STUDY MATERIAL ::
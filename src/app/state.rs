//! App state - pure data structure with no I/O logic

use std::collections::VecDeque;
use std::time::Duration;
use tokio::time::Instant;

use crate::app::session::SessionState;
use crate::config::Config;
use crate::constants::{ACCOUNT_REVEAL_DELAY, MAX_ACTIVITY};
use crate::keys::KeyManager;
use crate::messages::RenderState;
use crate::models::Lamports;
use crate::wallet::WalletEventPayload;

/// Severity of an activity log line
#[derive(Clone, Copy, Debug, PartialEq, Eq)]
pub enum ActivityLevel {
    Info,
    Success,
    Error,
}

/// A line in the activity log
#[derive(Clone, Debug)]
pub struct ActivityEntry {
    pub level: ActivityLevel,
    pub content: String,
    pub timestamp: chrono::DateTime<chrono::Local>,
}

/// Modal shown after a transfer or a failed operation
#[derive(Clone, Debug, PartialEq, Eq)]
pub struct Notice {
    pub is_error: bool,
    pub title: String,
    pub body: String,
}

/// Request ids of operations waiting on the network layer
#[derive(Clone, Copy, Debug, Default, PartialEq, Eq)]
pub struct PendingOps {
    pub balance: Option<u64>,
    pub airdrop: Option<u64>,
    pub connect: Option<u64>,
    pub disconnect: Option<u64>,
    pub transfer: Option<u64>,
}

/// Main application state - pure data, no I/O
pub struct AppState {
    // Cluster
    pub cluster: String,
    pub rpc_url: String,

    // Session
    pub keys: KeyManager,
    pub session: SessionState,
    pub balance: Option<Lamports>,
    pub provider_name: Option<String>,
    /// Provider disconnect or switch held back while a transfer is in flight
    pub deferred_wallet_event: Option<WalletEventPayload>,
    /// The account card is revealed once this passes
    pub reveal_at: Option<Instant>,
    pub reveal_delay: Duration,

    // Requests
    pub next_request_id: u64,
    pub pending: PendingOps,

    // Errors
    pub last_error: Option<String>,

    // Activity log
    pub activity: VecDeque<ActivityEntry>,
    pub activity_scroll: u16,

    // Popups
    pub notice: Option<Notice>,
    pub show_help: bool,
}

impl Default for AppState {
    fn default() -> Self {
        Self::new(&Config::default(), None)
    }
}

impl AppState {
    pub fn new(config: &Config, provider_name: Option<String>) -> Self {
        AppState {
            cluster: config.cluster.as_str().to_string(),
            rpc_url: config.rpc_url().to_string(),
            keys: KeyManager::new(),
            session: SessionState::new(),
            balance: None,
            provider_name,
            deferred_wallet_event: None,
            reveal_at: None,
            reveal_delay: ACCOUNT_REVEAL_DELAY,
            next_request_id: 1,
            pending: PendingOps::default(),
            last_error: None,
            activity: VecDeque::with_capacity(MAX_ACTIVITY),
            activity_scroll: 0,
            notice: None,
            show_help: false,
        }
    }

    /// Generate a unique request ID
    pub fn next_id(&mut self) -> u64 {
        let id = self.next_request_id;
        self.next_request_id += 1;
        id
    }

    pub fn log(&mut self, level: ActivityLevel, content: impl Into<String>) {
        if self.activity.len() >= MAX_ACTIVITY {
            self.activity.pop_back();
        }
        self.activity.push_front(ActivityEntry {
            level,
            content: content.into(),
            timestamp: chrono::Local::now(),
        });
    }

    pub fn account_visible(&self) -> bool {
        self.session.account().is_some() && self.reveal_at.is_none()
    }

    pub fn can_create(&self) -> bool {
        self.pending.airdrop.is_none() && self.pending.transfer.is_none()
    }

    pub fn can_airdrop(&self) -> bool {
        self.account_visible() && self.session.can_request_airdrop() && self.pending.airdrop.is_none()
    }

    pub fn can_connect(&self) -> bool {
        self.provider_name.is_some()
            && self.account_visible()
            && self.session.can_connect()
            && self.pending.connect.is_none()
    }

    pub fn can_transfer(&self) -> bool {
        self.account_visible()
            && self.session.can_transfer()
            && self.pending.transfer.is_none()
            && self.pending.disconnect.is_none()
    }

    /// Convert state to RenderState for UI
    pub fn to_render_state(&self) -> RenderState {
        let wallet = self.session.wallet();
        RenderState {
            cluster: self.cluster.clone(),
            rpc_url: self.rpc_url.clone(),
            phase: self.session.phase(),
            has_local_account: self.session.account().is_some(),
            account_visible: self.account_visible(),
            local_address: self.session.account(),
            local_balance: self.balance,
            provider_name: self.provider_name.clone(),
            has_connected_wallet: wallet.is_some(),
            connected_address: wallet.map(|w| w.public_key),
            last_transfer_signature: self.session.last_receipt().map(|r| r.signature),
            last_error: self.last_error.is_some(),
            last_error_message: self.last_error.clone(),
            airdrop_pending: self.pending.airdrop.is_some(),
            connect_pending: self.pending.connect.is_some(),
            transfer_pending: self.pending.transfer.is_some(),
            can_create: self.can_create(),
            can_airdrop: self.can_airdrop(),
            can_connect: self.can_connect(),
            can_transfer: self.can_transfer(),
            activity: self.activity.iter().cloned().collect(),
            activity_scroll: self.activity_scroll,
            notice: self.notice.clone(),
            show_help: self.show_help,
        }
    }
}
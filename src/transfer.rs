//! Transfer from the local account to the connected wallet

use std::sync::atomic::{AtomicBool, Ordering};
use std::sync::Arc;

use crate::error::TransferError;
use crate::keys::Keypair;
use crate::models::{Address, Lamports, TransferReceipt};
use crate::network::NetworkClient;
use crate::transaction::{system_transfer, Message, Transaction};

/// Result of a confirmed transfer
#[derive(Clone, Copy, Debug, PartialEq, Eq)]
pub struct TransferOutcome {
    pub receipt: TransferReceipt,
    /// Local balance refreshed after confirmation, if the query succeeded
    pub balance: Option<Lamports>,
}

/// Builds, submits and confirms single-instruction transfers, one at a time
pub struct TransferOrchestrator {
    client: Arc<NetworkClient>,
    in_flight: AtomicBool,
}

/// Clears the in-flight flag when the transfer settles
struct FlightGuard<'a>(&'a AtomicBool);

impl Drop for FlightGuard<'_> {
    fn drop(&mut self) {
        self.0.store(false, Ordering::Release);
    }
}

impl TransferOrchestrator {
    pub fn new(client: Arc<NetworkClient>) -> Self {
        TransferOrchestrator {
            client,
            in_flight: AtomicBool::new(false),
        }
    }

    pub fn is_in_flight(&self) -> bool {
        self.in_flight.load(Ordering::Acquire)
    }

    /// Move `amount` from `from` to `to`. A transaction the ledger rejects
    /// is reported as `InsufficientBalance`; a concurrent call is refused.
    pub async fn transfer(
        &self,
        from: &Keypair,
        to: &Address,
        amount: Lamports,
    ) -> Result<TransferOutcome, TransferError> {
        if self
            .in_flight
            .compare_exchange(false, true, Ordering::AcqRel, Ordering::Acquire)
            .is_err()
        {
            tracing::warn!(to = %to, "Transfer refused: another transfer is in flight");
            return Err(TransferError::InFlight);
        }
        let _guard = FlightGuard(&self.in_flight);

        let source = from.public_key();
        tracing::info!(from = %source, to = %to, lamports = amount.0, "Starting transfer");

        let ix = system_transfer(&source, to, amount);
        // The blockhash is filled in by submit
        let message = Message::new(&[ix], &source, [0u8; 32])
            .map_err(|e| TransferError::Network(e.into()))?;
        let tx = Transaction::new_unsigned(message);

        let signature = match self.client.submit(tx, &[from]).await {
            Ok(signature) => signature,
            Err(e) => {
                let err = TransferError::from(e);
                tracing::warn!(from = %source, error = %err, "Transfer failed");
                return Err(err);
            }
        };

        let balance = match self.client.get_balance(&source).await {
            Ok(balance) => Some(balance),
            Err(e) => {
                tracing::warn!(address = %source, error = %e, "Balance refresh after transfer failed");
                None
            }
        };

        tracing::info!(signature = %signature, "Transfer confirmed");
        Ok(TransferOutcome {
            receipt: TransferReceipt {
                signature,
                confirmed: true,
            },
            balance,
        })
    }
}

---

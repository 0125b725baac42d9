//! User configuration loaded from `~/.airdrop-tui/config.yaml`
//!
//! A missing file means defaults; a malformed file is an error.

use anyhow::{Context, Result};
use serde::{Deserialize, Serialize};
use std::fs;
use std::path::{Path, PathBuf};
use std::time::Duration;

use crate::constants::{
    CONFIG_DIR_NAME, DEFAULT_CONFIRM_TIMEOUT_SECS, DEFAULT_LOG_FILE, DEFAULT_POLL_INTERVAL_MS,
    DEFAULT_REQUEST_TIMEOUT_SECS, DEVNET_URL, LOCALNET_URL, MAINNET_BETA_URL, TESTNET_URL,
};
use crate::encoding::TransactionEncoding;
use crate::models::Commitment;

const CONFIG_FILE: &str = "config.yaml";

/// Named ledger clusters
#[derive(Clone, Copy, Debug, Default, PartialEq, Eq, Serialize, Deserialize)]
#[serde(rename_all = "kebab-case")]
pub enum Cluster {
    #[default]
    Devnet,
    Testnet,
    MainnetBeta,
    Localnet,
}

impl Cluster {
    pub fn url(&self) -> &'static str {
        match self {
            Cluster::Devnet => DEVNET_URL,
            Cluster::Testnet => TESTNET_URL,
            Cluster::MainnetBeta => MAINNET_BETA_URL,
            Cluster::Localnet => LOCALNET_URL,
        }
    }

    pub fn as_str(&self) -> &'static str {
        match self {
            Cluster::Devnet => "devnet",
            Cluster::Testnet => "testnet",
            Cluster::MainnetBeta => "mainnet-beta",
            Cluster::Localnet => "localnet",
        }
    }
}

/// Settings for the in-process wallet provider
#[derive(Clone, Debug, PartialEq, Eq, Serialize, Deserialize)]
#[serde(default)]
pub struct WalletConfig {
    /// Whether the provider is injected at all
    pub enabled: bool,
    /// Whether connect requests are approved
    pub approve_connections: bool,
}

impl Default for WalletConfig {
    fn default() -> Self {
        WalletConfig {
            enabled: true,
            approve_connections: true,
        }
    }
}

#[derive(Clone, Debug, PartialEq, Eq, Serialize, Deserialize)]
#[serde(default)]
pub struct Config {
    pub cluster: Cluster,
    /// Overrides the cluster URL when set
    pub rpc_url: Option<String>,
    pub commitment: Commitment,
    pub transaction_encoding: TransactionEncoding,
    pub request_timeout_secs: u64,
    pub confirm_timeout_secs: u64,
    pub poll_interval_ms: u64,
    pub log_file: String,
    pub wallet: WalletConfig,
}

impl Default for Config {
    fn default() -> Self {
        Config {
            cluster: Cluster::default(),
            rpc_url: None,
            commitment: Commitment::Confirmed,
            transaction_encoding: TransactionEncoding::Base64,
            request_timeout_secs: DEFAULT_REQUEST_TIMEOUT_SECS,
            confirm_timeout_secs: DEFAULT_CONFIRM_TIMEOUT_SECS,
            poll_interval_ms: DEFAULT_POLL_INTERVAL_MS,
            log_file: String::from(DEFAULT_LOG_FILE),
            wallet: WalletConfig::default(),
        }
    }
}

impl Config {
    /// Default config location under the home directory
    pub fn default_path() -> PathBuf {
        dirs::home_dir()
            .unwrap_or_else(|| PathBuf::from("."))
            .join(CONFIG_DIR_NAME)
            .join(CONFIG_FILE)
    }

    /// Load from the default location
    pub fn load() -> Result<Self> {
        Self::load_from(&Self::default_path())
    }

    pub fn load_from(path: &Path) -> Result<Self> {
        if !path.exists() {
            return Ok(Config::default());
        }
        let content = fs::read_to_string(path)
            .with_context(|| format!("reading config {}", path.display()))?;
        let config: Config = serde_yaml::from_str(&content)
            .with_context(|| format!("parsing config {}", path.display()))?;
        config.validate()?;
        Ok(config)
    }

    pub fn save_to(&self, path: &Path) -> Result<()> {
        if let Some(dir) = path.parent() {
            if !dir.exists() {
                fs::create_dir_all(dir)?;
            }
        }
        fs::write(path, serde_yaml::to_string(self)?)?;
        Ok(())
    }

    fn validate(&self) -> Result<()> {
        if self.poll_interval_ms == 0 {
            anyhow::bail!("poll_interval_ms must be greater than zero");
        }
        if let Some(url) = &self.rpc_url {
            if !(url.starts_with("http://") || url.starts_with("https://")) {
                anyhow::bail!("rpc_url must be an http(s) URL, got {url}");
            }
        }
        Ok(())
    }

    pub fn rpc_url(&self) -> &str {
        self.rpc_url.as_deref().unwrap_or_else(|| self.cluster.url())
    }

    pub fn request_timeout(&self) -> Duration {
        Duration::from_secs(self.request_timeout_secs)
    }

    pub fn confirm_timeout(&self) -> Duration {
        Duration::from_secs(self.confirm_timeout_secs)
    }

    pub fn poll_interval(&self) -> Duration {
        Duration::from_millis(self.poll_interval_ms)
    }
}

==

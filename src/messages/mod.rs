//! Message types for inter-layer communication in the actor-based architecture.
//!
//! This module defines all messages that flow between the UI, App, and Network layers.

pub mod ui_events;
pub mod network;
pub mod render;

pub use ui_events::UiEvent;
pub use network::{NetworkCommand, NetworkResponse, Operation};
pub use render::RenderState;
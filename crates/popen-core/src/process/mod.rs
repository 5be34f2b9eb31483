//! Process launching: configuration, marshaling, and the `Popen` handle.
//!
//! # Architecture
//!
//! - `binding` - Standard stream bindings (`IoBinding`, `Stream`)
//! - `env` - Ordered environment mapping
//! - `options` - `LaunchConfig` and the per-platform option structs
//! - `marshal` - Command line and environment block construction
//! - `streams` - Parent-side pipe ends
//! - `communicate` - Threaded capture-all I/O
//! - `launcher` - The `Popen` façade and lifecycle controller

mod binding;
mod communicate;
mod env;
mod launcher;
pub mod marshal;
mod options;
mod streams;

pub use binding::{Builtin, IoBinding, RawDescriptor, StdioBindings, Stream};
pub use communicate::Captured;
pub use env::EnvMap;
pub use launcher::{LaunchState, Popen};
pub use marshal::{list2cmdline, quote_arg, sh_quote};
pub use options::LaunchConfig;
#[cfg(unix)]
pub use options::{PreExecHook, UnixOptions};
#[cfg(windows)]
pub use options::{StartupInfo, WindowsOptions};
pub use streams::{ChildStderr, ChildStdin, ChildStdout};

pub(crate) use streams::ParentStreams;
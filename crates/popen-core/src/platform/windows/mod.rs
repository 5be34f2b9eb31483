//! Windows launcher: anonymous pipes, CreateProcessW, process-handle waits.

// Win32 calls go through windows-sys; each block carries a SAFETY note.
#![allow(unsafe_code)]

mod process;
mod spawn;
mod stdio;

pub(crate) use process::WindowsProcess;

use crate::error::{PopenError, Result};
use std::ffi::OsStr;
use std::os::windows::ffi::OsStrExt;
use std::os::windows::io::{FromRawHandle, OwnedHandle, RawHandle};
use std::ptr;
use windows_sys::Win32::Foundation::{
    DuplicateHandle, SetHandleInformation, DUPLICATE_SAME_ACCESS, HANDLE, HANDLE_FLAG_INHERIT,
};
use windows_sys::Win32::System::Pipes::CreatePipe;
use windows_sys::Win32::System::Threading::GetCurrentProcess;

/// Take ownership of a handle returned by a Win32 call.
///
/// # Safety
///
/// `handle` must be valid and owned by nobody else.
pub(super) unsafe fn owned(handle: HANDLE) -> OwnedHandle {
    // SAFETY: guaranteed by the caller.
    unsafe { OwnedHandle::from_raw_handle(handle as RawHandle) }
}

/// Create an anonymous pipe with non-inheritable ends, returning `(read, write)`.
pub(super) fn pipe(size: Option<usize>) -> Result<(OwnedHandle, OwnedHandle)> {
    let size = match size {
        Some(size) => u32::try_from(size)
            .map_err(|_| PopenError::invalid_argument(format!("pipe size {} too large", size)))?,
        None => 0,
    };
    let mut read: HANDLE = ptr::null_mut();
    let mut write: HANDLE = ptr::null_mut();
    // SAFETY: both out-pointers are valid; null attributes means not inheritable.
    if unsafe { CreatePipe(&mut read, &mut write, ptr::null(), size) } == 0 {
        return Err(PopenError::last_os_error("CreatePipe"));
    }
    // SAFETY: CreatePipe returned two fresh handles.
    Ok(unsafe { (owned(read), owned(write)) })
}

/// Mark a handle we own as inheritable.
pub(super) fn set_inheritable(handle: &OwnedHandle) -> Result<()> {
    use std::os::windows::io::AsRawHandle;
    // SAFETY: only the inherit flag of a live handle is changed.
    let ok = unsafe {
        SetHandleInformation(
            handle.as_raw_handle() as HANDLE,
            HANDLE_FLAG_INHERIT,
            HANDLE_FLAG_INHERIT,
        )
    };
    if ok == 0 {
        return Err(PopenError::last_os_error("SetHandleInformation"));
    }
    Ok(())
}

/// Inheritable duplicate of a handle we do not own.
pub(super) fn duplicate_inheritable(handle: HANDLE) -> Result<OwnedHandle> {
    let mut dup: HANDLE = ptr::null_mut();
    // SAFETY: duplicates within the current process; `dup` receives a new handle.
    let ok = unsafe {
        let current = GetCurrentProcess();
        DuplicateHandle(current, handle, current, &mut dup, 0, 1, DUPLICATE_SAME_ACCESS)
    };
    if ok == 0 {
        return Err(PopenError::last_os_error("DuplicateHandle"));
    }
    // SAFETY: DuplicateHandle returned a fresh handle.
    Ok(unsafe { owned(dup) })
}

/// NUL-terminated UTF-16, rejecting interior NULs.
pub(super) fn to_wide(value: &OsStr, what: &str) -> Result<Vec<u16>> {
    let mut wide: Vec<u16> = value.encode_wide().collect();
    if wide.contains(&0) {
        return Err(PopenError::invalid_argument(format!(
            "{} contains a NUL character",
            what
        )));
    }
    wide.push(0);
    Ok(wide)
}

WHAT NEEDS TO BE DONE :: All lines above from the one containing "self.next_request_id += 1;" to the one containing "pub fn account_visible(&self)" must be repeated exactly, both lines included, and no others.

WRITTEN RESPONSE ::
        self.next_request_id += 1;
        id
    }

    pub fn log(&mut self, level: ActivityLevel, content: impl Into<String>) {
        if self.activity.len() >= MAX_ACTIVITY {
            self.activity.pop_back();
        }
        self.activity.push_front(ActivityEntry {
            level,
            content: content.into(),
            timestamp: chrono::Local::now(),
        });
    }

    pub fn account_visible(&self) -> bool {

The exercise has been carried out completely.